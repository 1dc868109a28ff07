//! HTTP client construction.

use reqwest::Client;

/// Shared builder with keepalive settings. Individual calls still set
/// per-request timeouts; the builder timeout is a backstop.
fn base_builder(timeout_secs: u64) -> reqwest::ClientBuilder {
    Client::builder()
        .timeout(std::time::Duration::from_secs(timeout_secs))
        .tcp_nodelay(true)
}

/// Create an HTTP client with the given backstop timeout.
pub fn create_client(timeout_secs: u64) -> Result<Client, String> {
    base_builder(timeout_secs)
        .build()
        .map_err(|e| format!("HTTP client builder failed: {e}"))
}
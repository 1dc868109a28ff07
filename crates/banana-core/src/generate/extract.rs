//! Image extraction from upstream chat-completion responses.
//!
//! The router does not guarantee where generated images land in the response.
//! In practice they show up in four shapes, sometimes combined:
//!
//! 1. an `images` array on the message (`image_url` / `image` tagged entries);
//! 2. structured `content` parts with the same tagging;
//! 3. plain-text `content` with markdown image syntax, inline data-URLs, or
//!    bare image links;
//! 4. buried arbitrarily deep in an otherwise unknown response tree.
//!
//! Extraction is best-effort over untrusted JSON: nothing here errors, the
//! result is simply the (possibly empty) ordered, de-duplicated URL list.
//! The URL heuristics are compatibility-frozen: clients already depend on
//! exactly what they match.

use std::collections::HashSet;
use std::sync::OnceLock;

use regex::Regex;
use serde_json::Value;
use url::Url;

/// Deep-scan recursion limit for the fallback tree walk.
const DEEP_SCAN_MAX_DEPTH: u8 = 8;

static INLINE_IMAGE_REGEX: OnceLock<Regex> = OnceLock::new();

/// Matches, in document order: markdown image syntax, bare data-URLs, and
/// bare http(s) URLs. Alternation order keeps a markdown wrapper from being
/// reported twice (once as syntax, once as its inner URL).
fn inline_image_regex() -> &'static Regex {
    INLINE_IMAGE_REGEX.get_or_init(|| {
        Regex::new(
            r#"(?x)
            (?P<md>!\[[^\]]*\]\((?P<md_url>[^)\s]+)\))
            |(?P<data>data:image/[A-Za-z0-9.+-]+;base64,[A-Za-z0-9+/=_-]+)
            |(?P<url>https?://[^\s"'<>)\]}]+)
            "#,
        )
        .expect("inline image regex is valid")
    })
}

/// True for strings the product treats as a displayable image source:
/// embedded data-URLs, or absolute http(s) URLs whose path (query and
/// fragment ignored) ends in a common raster extension.
pub fn is_image_like(value: &str) -> bool {
    if value.starts_with("data:image/") {
        return true;
    }
    let Ok(url) = Url::parse(value) else {
        return false;
    };
    if url.scheme() != "http" && url.scheme() != "https" {
        return false;
    }
    let path = url.path().to_ascii_lowercase();
    ["png", "jpg", "jpeg", "gif", "webp", "bmp", "avif"]
        .iter()
        .any(|ext| path.ends_with(&format!(".{}", ext)))
}

/// Extract URLs from a tagged part list (`images` field entries or structured
/// `content` parts; the upstream uses the same tagging for both).
fn from_tagged_parts(parts: Option<&Value>) -> Vec<String> {
    let Some(items) = parts.and_then(Value::as_array) else {
        return Vec::new();
    };

    let mut urls = Vec::new();
    for item in items {
        match item.get("type").and_then(Value::as_str) {
            Some("image_url") => {
                if let Some(url) = item
                    .get("image_url")
                    .and_then(|v| v.get("url"))
                    .and_then(Value::as_str)
                {
                    urls.push(url.to_string());
                }
            }
            Some("image") => {
                if let Some(b64) = item
                    .get("image")
                    .and_then(|v| v.get("b64_json"))
                    .and_then(Value::as_str)
                {
                    urls.push(format!("data:image/png;base64,{}", b64));
                }
            }
            _ => {}
        }
    }
    urls
}

/// Extract image URLs embedded in free-form text, in document order.
fn from_text(text: &str) -> Vec<String> {
    let mut urls = Vec::new();
    for caps in inline_image_regex().captures_iter(text) {
        if caps.name("md").is_some() {
            // Markdown declares its target to be an image; accept data-URLs
            // and any absolute http(s) target without an extension check.
            if let Some(target) = caps.name("md_url") {
                let target = target.as_str();
                if target.starts_with("data:image/")
                    || Url::parse(target)
                        .map(|u| u.scheme() == "http" || u.scheme() == "https")
                        .unwrap_or(false)
                {
                    urls.push(target.to_string());
                }
            }
        } else if let Some(data) = caps.name("data") {
            urls.push(data.as_str().to_string());
        } else if let Some(bare) = caps.name("url") {
            if is_image_like(bare.as_str()) {
                urls.push(bare.as_str().to_string());
            }
        }
    }
    urls
}

/// Depth-bounded recursive visitor over the untyped response tree. Collects
/// image-like strings and image URLs embedded inside longer strings.
fn deep_scan(value: &Value, depth: u8, urls: &mut Vec<String>) {
    match value {
        Value::String(s) => {
            if is_image_like(s) {
                urls.push(s.clone());
            } else {
                urls.extend(from_text(s));
            }
        }
        Value::Array(items) if depth > 0 => {
            for item in items {
                deep_scan(item, depth - 1, urls);
            }
        }
        Value::Object(map) if depth > 0 => {
            for item in map.values() {
                deep_scan(item, depth - 1, urls);
            }
        }
        _ => {}
    }
}

fn dedup_preserving_order(urls: Vec<String>) -> Vec<String> {
    let mut seen = HashSet::new();
    urls.into_iter()
        .filter(|u| !u.is_empty())
        .filter(|u| seen.insert(u.clone()))
        .collect()
}

/// JS-flavoured type tag for the debug snapshot (diagnosing which of the
/// upstream output conventions a misbehaving response used).
fn value_type_name(value: Option<&Value>) -> &'static str {
    match value {
        None => "undefined",
        Some(Value::Null) => "null",
        Some(Value::String(_)) => "string",
        Some(Value::Array(_)) => "array",
        Some(Value::Object(_)) => "object",
        Some(Value::Number(_)) => "number",
        Some(Value::Bool(_)) => "boolean",
    }
}

fn first_choice_message(response: &Value) -> Option<&Value> {
    response
        .get("choices")
        .and_then(|c| c.get(0))
        .and_then(|c| c.get("message"))
}

/// Extract every image URL from an upstream response, ordered and
/// de-duplicated. The explicit message fields win; the deep scan only runs
/// when they yield nothing.
pub fn extract_image_urls(response: &Value) -> Vec<String> {
    let mut urls = Vec::new();

    if let Some(message) = first_choice_message(response) {
        urls.extend(from_tagged_parts(message.get("images")));
        match message.get("content") {
            Some(Value::String(text)) => urls.extend(from_text(text)),
            Some(content) => urls.extend(from_tagged_parts(Some(content))),
            None => {}
        }
    }

    if urls.is_empty() {
        deep_scan(response, DEEP_SCAN_MAX_DEPTH, &mut urls);
    }

    dedup_preserving_order(urls)
}

/// Snapshot of the offending message shape, attached to the no-image error.
pub fn debug_snapshot(response: &Value) -> Value {
    let message = first_choice_message(response);
    serde_json::json!({
        "messageContentType": value_type_name(message.and_then(|m| m.get("content"))),
        "imagesFieldType": value_type_name(message.and_then(|m| m.get("images"))),
    })
}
______________________________
Send back an exact copy of only the lines from the line with "let mut seen = HashSet::new();" up to and including the line with "they yield nothing." in the data above.

- **RESPONSE TO THIS TASK**:
    let mut seen = HashSet::new();
    urls.into_iter()
        .filter(|u| !u.is_empty())
        .filter(|u| seen.insert(u.clone()))
        .collect()
}

/// JS-flavoured type tag for the debug snapshot (diagnosing which of the
/// upstream output conventions a misbehaving response used).
fn value_type_name(value: Option<&Value>) -> &'static str {
    match value {
        None => "undefined",
        Some(Value::Null) => "null",
        Some(Value::String(_)) => "string",
        Some(Value::Array(_)) => "array",
        Some(Value::Object(_)) => "object",
        Some(Value::Number(_)) => "number",
        Some(Value::Bool(_)) => "boolean",
    }
}

fn first_choice_message(response: &Value) -> Option<&Value> {
    response
        .get("choices")
        .and_then(|c| c.get(0))
        .and_then(|c| c.get("message"))
}

/// Extract every image URL from an upstream response, ordered and
/// de-duplicated. The explicit message fields win; the deep scan only runs
/// when they yield nothing.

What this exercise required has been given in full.